Saturday, June 20, 2009

Phoenix Harvest

(Note: pictured here is book 1; the cover is the same as for book 5.)

The fifth book in Han Suyin's autobiography, Phoenix Harvest, presents China's Cultural Revolution through the eyes of a well-educated, well-traveled doctor who had access to people in positions of power. (Although political power in 1966-79 was never a guarantee, a fact that Han Suyin documents well.)

The book is peopled with intelligentsia and cut-up bits of their suffering; Han Suyin discloses their abuse at the hands of rogue Red Guards piecemeal, as they themselves would not reveal much to her until well after the tumult had died down.

The author's devotion to China is evident throughout the book, and her deep love for Chou Enlai (or Zhou Enlai). In the book is a powerful description of the silent gathering of people to watch the "little ambulance" that took Chou's body to be cremated. She also described the hundreds of thousands of white paper flowers made by children to hang on the trees near the memorial, making the trees look like they had just had a snowfall.

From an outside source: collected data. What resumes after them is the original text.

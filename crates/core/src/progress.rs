//! Progress observer: the side channel for "round started",
//! "capability starting", and "capability finished" notifications.
//!
//! Every method is fallible, and every failure is swallowed by the caller:
//! rendering progress must never decide the outcome of an analysis.

use crate::error::ObserverError;

/// Opaque handle to one progress task, issued by [`ProgressObserver::start`].
#[derive(Debug, Clone, Copy, PartialEq, Eq, Hash)]
pub struct ProgressHandle(pub u64);

pub trait ProgressObserver: Send + Sync {
    /// Begin a task labelled `label`.
    fn start(&self, label: &str) -> Result<ProgressHandle, ObserverError>;

    /// Replace the task's current description.
    fn update(&self, handle: ProgressHandle, description: &str) -> Result<(), ObserverError>;

    /// Mark the task complete.
    fn complete(&self, handle: ProgressHandle) -> Result<(), ObserverError>;
}

/// An observer that discards everything.
#[derive(Debug, Default, Clone, Copy)]
pub struct NoopProgress;

impl ProgressObserver for NoopProgress {
    fn start(&self, _label: &str) -> Result<ProgressHandle, ObserverError> {
        Ok(ProgressHandle(0))
    }

    fn update(&self, _handle: ProgressHandle, _description: &str) -> Result<(), ObserverError> {
        Ok(())
    }

    fn complete(&self, _handle: ProgressHandle) -> Result<(), ObserverError> {
        Ok(())
    }
}

/// Calls into an observer and logs, rather than propagates, its failures.
///
/// Holds `None` when `start` itself failed; later calls become no-ops.
pub struct ProgressReporter<'a> {
    observer: &'a dyn ProgressObserver,
    handle: Option<ProgressHandle>,
}

impl<'a> ProgressReporter<'a> {
    pub fn start(observer: &'a dyn ProgressObserver, label: &str) -> Self {
        let handle = match observer.start(label) {
            Ok(handle) => Some(handle),
            Err(e) => {
                tracing::warn!(error = %e, label, "Progress start failed");
                None
            }
        };
        Self { observer, handle }
    }

    pub fn update(&self, description: &str) {
        let Some(handle) = self.handle else {
            return;
        };
        if let Err(e) = self.observer.update(handle, description) {
            tracing::warn!(error = %e, "Progress update failed");
        }
    }

    pub fn complete(self) {
        let Some(handle) = self.handle else {
            return;
        };
        if let Err(e) = self.observer.complete(handle) {
            tracing::warn!(error = %e, "Progress completion failed");
        }
    }
}
//! Shared test helpers: scripted providers and mock capabilities.

use async_trait::async_trait;
use scanpilot_core::error::ProviderError;
use scanpilot_core::message::{Message, ToolCallRequest};
use scanpilot_core::provider::{Provider, ProviderRequest, ProviderResponse, Usage};
use scanpilot_core::{Arguments, Capability, CapabilityError, ParamKind, ParamSchema};
use serde_json::Value;
use std::sync::atomic::{AtomicUsize, Ordering};
use std::sync::{Arc, Mutex};
use std::time::Duration;

/// A mock provider that returns a sequence of scripted responses.
///
/// Each call to `complete` returns the next response in the queue.
/// Panics if more calls are made than responses provided.
pub struct SequentialMockProvider {
    responses: Mutex<Vec<ProviderResponse>>,
    requests: Mutex<Vec<ProviderRequest>>,
}

impl SequentialMockProvider {
    pub fn new(responses: Vec<ProviderResponse>) -> Self {
        Self {
            responses: Mutex::new(responses),
            requests: Mutex::new(Vec::new()),
        }
    }

    /// Create a provider that returns a single text response (no tool calls).
    pub fn single_text(text: &str) -> Self {
        Self::new(vec![make_text_response(text)])
    }

    pub fn call_count(&self) -> usize {
        self.requests.lock().unwrap().len()
    }

    /// Every request received so far, in order.
    pub fn requests(&self) -> Vec<ProviderRequest> {
        self.requests.lock().unwrap().clone()
    }
}

#[async_trait]
impl Provider for SequentialMockProvider {
    fn name(&self) -> &str {
        "sequential_mock"
    }

    async fn complete(&self, request: ProviderRequest) -> Result<ProviderResponse, ProviderError> {
        let mut requests = self.requests.lock().unwrap();
        let responses = self.responses.lock().unwrap();
        let index = requests.len();

        if index >= responses.len() {
            panic!(
                "SequentialMockProvider: no more responses (call #{}, have {})",
                index,
                responses.len()
            );
        }

        requests.push(request);
        Ok(responses[index].clone())
    }
}

/// A provider whose every call fails with the same error.
pub struct FailingProvider(pub ProviderError);

#[async_trait]
impl Provider for FailingProvider {
    fn name(&self) -> &str {
        "failing_mock"
    }

    async fn complete(&self, _request: ProviderRequest) -> Result<ProviderResponse, ProviderError> {
        Err(self.0.clone())
    }
}

fn usage() -> Option<Usage> {
    Some(Usage {
        prompt_tokens: 10,
        completion_tokens: 5,
        total_tokens: 15,
    })
}

/// Create a simple text response (no tool calls).
pub fn make_text_response(text: &str) -> ProviderResponse {
    ProviderResponse {
        message: Message::assistant(text),
        usage: usage(),
        model: "mock-model".into(),
    }
}

/// Create a decision with no content and no tool calls.
pub fn make_empty_response() -> ProviderResponse {
    ProviderResponse {
        message: Message::decision(None, vec![]),
        usage: usage(),
        model: "mock-model".into(),
    }
}

/// Create a response requesting tools, with optional thought content.
pub fn make_tool_call_response(tool_calls: Vec<ToolCallRequest>, thought: Option<&str>) -> ProviderResponse {
    ProviderResponse {
        message: Message::decision(thought.map(str::to_string), tool_calls),
        usage: usage(),
        model: "mock-model".into(),
    }
}

/// Helper to create a tool call.
pub fn make_tool_call(id: &str, name: &str, args: Value) -> ToolCallRequest {
    ToolCallRequest::new(id, name, serde_json::to_string(&args).unwrap())
}

/// Records when mock capabilities finish and how many ran at once.
#[derive(Clone, Default)]
pub struct Journal {
    completions: Arc<Mutex<Vec<String>>>,
    in_flight: Arc<AtomicUsize>,
    peak: Arc<AtomicUsize>,
}

impl Journal {
    pub fn completions(&self) -> Vec<String> {
        self.completions.lock().unwrap().clone()
    }

    pub fn peak_in_flight(&self) -> usize {
        self.peak.load(Ordering::SeqCst)
    }
}

/// A configurable capability: echoes its arguments after an optional
/// delay, or fails.
pub struct MockCapability {
    name: String,
    delay: Duration,
    fail: bool,
    required: Option<String>,
    rule: Option<fn(&Arguments) -> Result<(), String>>,
    invocations: Arc<AtomicUsize>,
    journal: Journal,
}

impl MockCapability {
    pub fn new(name: &str) -> Self {
        Self {
            name: name.to_string(),
            delay: Duration::ZERO,
            fail: false,
            required: None,
            rule: None,
            invocations: Arc::new(AtomicUsize::new(0)),
            journal: Journal::default(),
        }
    }

    pub fn with_delay(mut self, delay: Duration) -> Self {
        self.delay = delay;
        self
    }

    pub fn failing(mut self) -> Self {
        self.fail = true;
        self
    }

    /// Declare a required string parameter.
    pub fn with_required(mut self, param: &str) -> Self {
        self.required = Some(param.to_string());
        self
    }

    /// Add a rule checked before the round's handlers start.
    pub fn with_rule(mut self, rule: fn(&Arguments) -> Result<(), String>) -> Self {
        self.rule = Some(rule);
        self
    }

    pub fn with_journal(mut self, journal: &Journal) -> Self {
        self.journal = journal.clone();
        self
    }

    pub fn invocations(&self) -> Arc<AtomicUsize> {
        Arc::clone(&self.invocations)
    }
}

#[async_trait]
impl Capability for MockCapability {
    fn name(&self) -> &str {
        &self.name
    }

    fn description(&self) -> &str {
        "A mock capability for tests"
    }

    fn schema(&self) -> ParamSchema {
        let schema = ParamSchema::new()
            .optional("n", ParamKind::Count, "A count")
            .optional("note", ParamKind::String, "Free text");
        match &self.required {
            Some(param) => schema.required(param, ParamKind::String, "Required text"),
            None => schema,
        }
    }

    fn check(&self, arguments: &Arguments) -> Result<(), String> {
        self.rule.map_or(Ok(()), |rule| rule(arguments))
    }

    async fn invoke(&self, arguments: Arguments) -> Result<Value, CapabilityError> {
        self.invocations.fetch_add(1, Ordering::SeqCst);
        let now = self.journal.in_flight.fetch_add(1, Ordering::SeqCst) + 1;
        self.journal.peak.fetch_max(now, Ordering::SeqCst);

        if !self.delay.is_zero() {
            tokio::time::sleep(self.delay).await;
        }
        self.journal.in_flight.fetch_sub(1, Ordering::SeqCst);

        if self.fail {
            return Err(CapabilityError::ProcessFailed {
                program: self.name.clone(),
                code: 1,
                stderr: "scanner crashed".into(),
            });
        }

        self.journal.completions.lock().unwrap().push(self.name.clone());
        Ok(serde_json::json!({
            "capability": self.name,
            "arguments": arguments,
        }))
    }
}
//! Overlap bookkeeping for begin and end contact events.
//!
//! Each step records the set of overlapping pairs. Comparing it with the
//! previous step's set yields the pairs that started and stopped touching.

/// Sorted sets of unordered pairs for the current and previous step.
#[derive(Debug, Clone)]
pub struct OverlapKeeper<K> {
    current: Vec<(K, K)>,
    previous: Vec<(K, K)>,
}

impl<K> Default for OverlapKeeper<K> {
    fn default() -> Self {
        Self {
            current: Vec::new(),
            previous: Vec::new(),
        }
    }
}

impl<K: Ord + Copy> OverlapKeeper<K> {
    /// An empty keeper.
    #[must_use]
    pub fn new() -> Self {
        Self::default()
    }

    fn key(a: K, b: K) -> (K, K) {
        if a <= b {
            (a, b)
        } else {
            (b, a)
        }
    }

    /// Record that `a` and `b` overlap this step.
    pub fn set(&mut self, a: K, b: K) {
        let key = Self::key(a, b);
        if let Err(pos) = self.current.binary_search(&key) {
            self.current.insert(pos, key);
        }
    }

    /// Whether `a` and `b` overlap this step.
    #[must_use]
    pub fn contains(&self, a: K, b: K) -> bool {
        self.current.binary_search(&Self::key(a, b)).is_ok()
    }

    /// Start a new step: the current set becomes the previous one.
    pub fn tick(&mut self) {
        std::mem::swap(&mut self.current, &mut self.previous);
        self.current.clear();
    }

    /// Pairs overlapping this step.
    #[must_use]
    pub fn current(&self) -> &[(K, K)] {
        &self.current
    }

    /// Append pairs new this step to `additions` and pairs gone since the
    /// previous step to `removals`.
    pub fn diff(&self, additions: &mut Vec<(K, K)>, removals: &mut Vec<(K, K)>) {
        let (a, b) = (&self.current, &self.previous);
        let (mut i, mut j) = (0, 0);
        while i < a.len() || j < b.len() {
            match (a.get(i), b.get(j)) {
                (Some(x), Some(y)) if x == y => {
                    i += 1;
                    j += 1;
                }
                (Some(x), Some(y)) if x < y => {
                    additions.push(*x);
                    i += 1;
                }
                (Some(x), None) => {
                    additions.push(*x);
                    i += 1;
                }
                (_, Some(y)) => {
                    removals.push(*y);
                    j += 1;
                }
                (None, None) => break,
            }
        }
    }
}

I particularly enjoyed Han Suyin's delight at the minority populations near the desert. Her illustrations of the views and the peoples are vivid and inviting. She also talks about Imelda Marcos' visit to China, and how all of a sudden the ladies were doing their hair just like Imelda. Ha! Ha! Ha!

Towards the end of the book, Madame Mao and the Gang of Four get more page time, and this section really highlights the self-censorship and mass delusion that the author had been observing in other people since the beginning of the book. In any case, the Dragon Lady and her cohorts are arrested, and Han Suyin becomes hopeful, and ends her book on a note about love.

Btw, Han Suyin became famous as a writer after she wrote A Many-Splendored Thing, which is "a Eurasian love story (her own)." Now I am torn between reading the book and watching the film, because the poster to the right, which is for the film version, promises lots and lots of extreme cheesiness. I can just imagine the lines... "Oh darling wouldn't it be wonderful if we were married..." "But we are! Or did you mean to each other?" (lines shamelessly stolen from Bill Watterson's Calvin and Hobbes)

Next book: The Long Day Wanes by Anthony Burgess (writer of A Clockwork Orange), which apparently contains every Asian stereotype ever. Yesssss.